The Industrial Revolution had largely left York behind. Behind its new, elegant Georgian façade, it was essentially a city of shopkeepers and innkeepers. Much of the city’s commercial life revolved around its markets and fairs. Wool was sold from Peasholme Green, an expanded cattle market opened outside Walmgate Bar in 1827, and from 1836 stallholders crammed into a newly expanded Parliament Street.

There was a little small-scale industry, however – three glassworks employed a few dozen people, and various family firms made everything from combs to musical instruments. One of the city’s growth industries was finance, according to the York Museums Trust’s history of York website. “Banks began to spring up – including the City and County bank, the York Union Bank and the Yorkshire District Bank.”

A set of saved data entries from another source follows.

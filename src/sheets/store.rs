//! Sheet source persistence: named UTF-8 text blobs.
//!
//! The model layer only depends on the [`SheetStore`] trait; the default
//! implementation keeps one `.txt` file per sheet in a storage directory.

use anyhow::{Context, Result};
use std::collections::HashMap;
use std::fs;
use std::path::PathBuf;

/// One persisted sheet source.
#[derive(Debug, Clone)]
pub struct SheetSource {
    /// Sheet id (the file stem in the file-backed store)
    pub id: String,
    /// Full text of the sheet
    pub text: String,
}

/// Storage for sheet text blobs, keyed by sheet id.
pub trait SheetStore {
    /// Enumerate every readable sheet source
    fn list(&self) -> Result<Vec<SheetSource>>;
    /// Read one source, `None` when absent
    fn read(&self, id: &str) -> Result<Option<String>>;
    /// Create or overwrite one source
    fn write(&mut self, id: &str, text: &str) -> Result<()>;
    /// Remove one source; removing an absent id is not an error
    fn delete(&mut self, id: &str) -> Result<()>;
}

/// File-backed sheet store: one UTF-8 `.txt` file per sheet.
pub struct FileSheetStore {
    dir: PathBuf,
}

impl FileSheetStore {
    /// Store under an explicit directory (created on first write)
    pub fn new(dir: impl Into<PathBuf>) -> Self {
        Self { dir: dir.into() }
    }

    /// Store under the platform config directory
    pub fn open_default() -> Result<Self> {
        let dir = dirs::config_dir()
            .context("Could not find config directory")?
            .join("devpad")
            .join("sheets");
        Ok(Self::new(dir))
    }

    fn sheet_path(&self, id: &str) -> PathBuf {
        self.dir.join(format!("{id}.txt"))
    }
}

impl SheetStore for FileSheetStore {
    fn list(&self) -> Result<Vec<SheetSource>> {
        if !self.dir.exists() {
            return Ok(Vec::new());
        }

        let entries = fs::read_dir(&self.dir)
            .with_context(|| format!("Failed to read sheet directory: {}", self.dir.display()))?;

        let mut sources = Vec::new();
        for entry in entries.flatten() {
            let path = entry.path();
            if path.extension().is_none_or(|ext| ext != "txt") {
                continue;
            }
            let Some(id) = path.file_stem().and_then(|s| s.to_str()) else {
                continue;
            };
            // An unreadable file is treated as absent, not fatal.
            let Ok(text) = fs::read_to_string(&path) else {
                continue;
            };
            sources.push(SheetSource {
                id: id.to_string(),
                text,
            });
        }

        Ok(sources)
    }

    fn read(&self, id: &str) -> Result<Option<String>> {
        let path = self.sheet_path(id);
        if !path.exists() {
            return Ok(None);
        }
        let text = fs::read_to_string(&path)
            .with_context(|| format!("Failed to read sheet file: {}", path.display()))?;
        Ok(Some(text))
    }

    fn write(&mut self, id: &str, text: &str) -> Result<()> {
        fs::create_dir_all(&self.dir)
            .with_context(|| format!("Failed to create sheet directory: {}", self.dir.display()))?;
        let path = self.sheet_path(id);
        fs::write(&path, text)
            .with_context(|| format!("Failed to write sheet file: {}", path.display()))
    }

    fn delete(&mut self, id: &str) -> Result<()> {
        let path = self.sheet_path(id);
        if !path.exists() {
            return Ok(());
        }
        fs::remove_file(&path)
            .with_context(|| format!("Failed to delete sheet file: {}", path.display()))
    }
}

/// In-memory sheet store for tests and hosts that manage their own
/// persistence.
#[derive(Debug, Default)]
pub struct MemorySheetStore {
    sheets: HashMap<String, String>,
}

impl MemorySheetStore {
    pub fn new() -> Self {
        Self::default()
    }
}

impl SheetStore for MemorySheetStore {
    fn list(&self) -> Result<Vec<SheetSource>> {
        let mut sources: Vec<SheetSource> = self
            .sheets
            .iter()
            .map(|(id, text)| SheetSource {
                id: id.clone(),
                text: text.clone(),
            })
            .collect();
        // HashMap iteration order is arbitrary; stabilize for callers.
        sources.sort_by(|a, b| a.id.cmp(&b.id));
        Ok(sources)
    }

    fn read(&self, id: &str) -> Result<Option<String>> {
        Ok(self.sheets.get(id).cloned())
    }

    fn write(&mut self, id: &str, text: &str) -> Result<()> {
        self.sheets.insert(id.to_string(), text.to_string());
        Ok(())
    }

    fn delete(&mut self, id: &str) -> Result<()> {
        self.sheets.remove(id);
        Ok(())
    }
}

Then, in 1839, the first railway arrived – and York was to change for good.

1912

On the brink of the First World War, York was a booming railway and chocolate city. In 1840, the first train had run direct from York to London. By the 1850s there were 13 trains a day between the two cities, and in 1877, a new railway station – the largest in the country – opened to accommodate them.

The rail revolution had rejuvenated the city. It had “allowed people and products to be transported to and from York faster than ever before,” says the History of York website. Entrepreneurs – including the Terrys and Rowntrees – had been given access to new markets, and tourism boomed.

Industrialisation had brought with it extremes of wealth and poverty, however – as Seebohm Rowntree was to reveal in his pioneering work on poverty in York published in 1901.

And then, in 1914, came the First World War. More than 1,400 men from York were to give their lives. The city, and the rest of the country, was to be changed for ever.

2012

Gone are the traditional manufacturing industries of old – the carriageworks and Terry’s among them. Modern York is a city of finance, science and technology – and booming tourism. We’re emerging (hopefully) from a major recession: but York has ridden it out better than many other towns and cities.

And it has celebrated the 800th anniversary of its charter in style – with a visit by the Queen, street parties for Her Majesty’s Diamond Jubilee and, this weekend, a flotilla of boats on the Ouse among other things.